[[ Extracted records open ]]

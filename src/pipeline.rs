//! Files → parser → builder → resolver, and the full analysis batch.

use crate::analysis::Analyzer;
use crate::builder::{PartialModel, build_partial};
use crate::config::Config;
use crate::diagnostics::{Category, Diagnostic, sort_by_severity};
use crate::layout::{Layout, LayoutEngine, LayoutGraph, group_by_folder};
use crate::model::SchemaModel;
use crate::source::SourceFile;
use crate::sql::{ParserKind, StatementParser, parse_file};
use serde::{Deserialize, Serialize};

/// Resolved model plus the diagnostics produced while building it.
#[derive(Debug, Clone, Default, PartialEq, Serialize, Deserialize)]
pub struct PipelineOutput {
    pub model: SchemaModel,
    pub diagnostics: Vec<Diagnostic>,
}

/// Runs one parse batch.
pub struct Pipeline {
    parser: Box<dyn StatementParser>,
}

impl Pipeline {
    pub fn new(kind: ParserKind) -> Self {
        Self::with_parser(kind.parser())
    }

    pub fn with_parser(parser: Box<dyn StatementParser>) -> Self {
        Self { parser }
    }

    pub fn parser_name(&self) -> &'static str {
        self.parser.name()
    }

    /// Parse and build every file independently, then merge and resolve.
    ///
    /// Files are processed in path order regardless of input order. A file
    /// that fails to parse contributes an error diagnostic and nothing else.
    pub fn run(&self, files: &[SourceFile]) -> PipelineOutput {
        let mut ordered: Vec<&SourceFile> = files.iter().collect();
        ordered.sort_by(|a, b| a.path.cmp(&b.path));

        let mut diagnostics = Vec::new();
        let partials: Vec<PartialModel> = ordered
            .into_iter()
            .map(|file| match parse_file(self.parser.as_ref(), &file.path, &file.text) {
                Ok(decls) => {
                    log::debug!("{}: {} declarations", file.path, decls.len());
                    build_partial(&file.path, decls)
                }
                Err(err) => {
                    log::warn!("{err}");
                    diagnostics.push(
                        Diagnostic::error(Category::Parse, err.source.to_string())
                            .with_file(&file.path)
                            .with_hint(format!(
                                "the {} parser skipped this file",
                                self.parser_name()
                            )),
                    );
                    PartialModel {
                        source_file: file.path.clone(),
                        ..Default::default()
                    }
                }
            })
            .collect();

        let resolution = crate::resolve::merge(partials);
        diagnostics.extend(resolution.diagnostics);
        sort_by_severity(&mut diagnostics);

        PipelineOutput {
            model: resolution.model,
            diagnostics,
        }
    }
}

impl Default for Pipeline {
    fn default() -> Self {
        Self::new(ParserKind::default())
    }
}

/// Everything one batch yields: model, all diagnostics, optional layout.
#[derive(Debug, Clone, PartialEq, Serialize, Deserialize)]
pub struct Report {
    pub model: SchemaModel,
    /// Batch and analyzer diagnostics, most severe first
    pub diagnostics: Vec<Diagnostic>,
    #[serde(default, skip_serializing_if = "Option::is_none")]
    pub layout: Option<Layout>,
}

impl Report {
    pub fn has_errors(&self) -> bool {
        crate::diagnostics::has_errors(&self.diagnostics)
    }
}

/// Run the pipeline and the analyzer with `config`; lay the model out
/// when `with_layout` is set.
pub fn analyze_batch(files: &[SourceFile], config: &Config, with_layout: bool) -> Report {
    let pipeline = Pipeline::new(config.parser);
    log::info!("parsing {} files with the {} parser", files.len(), pipeline.parser_name());
    let output = pipeline.run(files);
    if output.model.is_empty() {
        log::warn!("no tables, enums or sequences found");
    }

    let mut diagnostics = output.diagnostics;
    diagnostics.extend(Analyzer::with_defaults().run(&output.model, &config.analyzer));
    sort_by_severity(&mut diagnostics);

    let layout = with_layout.then(|| layout_model(&output.model, config));

    log::info!(
        "{} tables, {} enums, {} diagnostics",
        output.model.tables.len(),
        output.model.enums.len(),
        diagnostics.len()
    );

    Report {
        model: output.model,
        diagnostics,
        layout,
    }
}

/// Layout of `model` according to `config.layout`, grouped by folder
/// when `grouped` is set.
pub fn layout_model(model: &SchemaModel, config: &Config) -> Layout {
    let engine = LayoutEngine::new(config.layout.clone());
    let graph = LayoutGraph::from_model(model);
    if config.layout.grouped {
        engine.layout_grouped(&graph, &group_by_folder(model), None)
    } else {
        engine.layout(&graph, None)
    }
}

#[cfg(test)]
mod tests {
    use super::*;
    use crate::diagnostics::Severity;

    #[test]
    fn test_files_processed_in_path_order() {
        let files = [
            SourceFile::new("b.sql", "CREATE TABLE b (id INT PRIMARY KEY);"),
            SourceFile::new("a.sql", "CREATE TABLE a (id INT PRIMARY KEY);"),
        ];
        let output = Pipeline::default().run(&files);
        let names: Vec<&str> = output.model.tables.iter().map(|t| t.name.as_str()).collect();
        assert_eq!(names, vec!["a", "b"]);
    }

    #[test]
    fn test_parse_failure_is_isolated() {
        let files = [
            SourceFile::new("bad.sql", "CREATE TABLE broken (name TEXT DEFAULT 'oops);"),
            SourceFile::new("good.sql", "CREATE TABLE good (id INT PRIMARY KEY);"),
        ];
        let output = Pipeline::new(ParserKind::Strict).run(&files);
        assert_eq!(output.model.tables.len(), 1);
        assert_eq!(output.diagnostics.len(), 1);
        let d = &output.diagnostics[0];
        assert_eq!(d.severity, Severity::Error);
        assert_eq!(d.category, Category::Parse);
        assert_eq!(d.file.as_deref(), Some("bad.sql"));
        assert_eq!(d.hint.as_deref(), Some("the strict parser skipped this file"));
    }

    #[test]
    fn test_empty_batch_yields_empty_model() {
        let pipeline = Pipeline::new(ParserKind::Tolerant);
        assert_eq!(pipeline.parser_name(), "tolerant");

        let files = [SourceFile::new("empty.sql", "-- nothing here\n")];
        let report = analyze_batch(&files, &Config::default(), false);
        assert!(report.model.is_empty());
        assert!(report.diagnostics.is_empty());
        assert!(report.layout.is_none());
    }

    #[test]
    fn test_analyze_batch_merges_diagnostics() {
        let files = [SourceFile::new(
            "schema.sql",
            "CREATE TABLE logs (message TEXT);
             CREATE TABLE users (id INT PRIMARY KEY);
             CREATE TABLE orders (id INT PRIMARY KEY, user_id INT REFERENCES users (id), x INT REFERENCES ghosts (id));",
        )];
        let report = analyze_batch(&files, &Config::default(), true);

        let categories: Vec<Category> = report.diagnostics.iter().map(|d| d.category).collect();
        assert!(categories.contains(&Category::UnresolvedReference));
        assert!(categories.contains(&Category::MissingPrimaryKey));
        assert!(categories.contains(&Category::OrphanTable));
        assert!(!report.has_errors());

        let severities: Vec<Severity> = report.diagnostics.iter().map(|d| d.severity).collect();
        let mut sorted = severities.clone();
        sorted.sort_by(|a, b| b.cmp(a));
        assert_eq!(severities, sorted);

        let layout = report.layout.unwrap();
        assert_eq!(layout.nodes.len(), 3);
    }

    #[test]
    fn test_grouped_layout_by_folder() {
        let files = [
            SourceFile::new("auth/users.sql", "CREATE TABLE users (id INT PRIMARY KEY);"),
            SourceFile::new(
                "shop/orders.sql",
                "CREATE TABLE orders (id INT PRIMARY KEY, user_id INT REFERENCES users (id));",
            ),
        ];
        let mut config = Config::default();
        config.layout.grouped = true;
        let report = analyze_batch(&files, &config, true);
        let layout = report.layout.unwrap();
        let names: Vec<&str> = layout.groups.iter().map(|g| g.name.as_str()).collect();
        assert_eq!(names, vec!["auth", "shop"]);
    }
}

[[ Extracted records closed ]]

What is being asked: For the word "warn", report how many lines of the records contain it; respond with the number only.

Reply: 2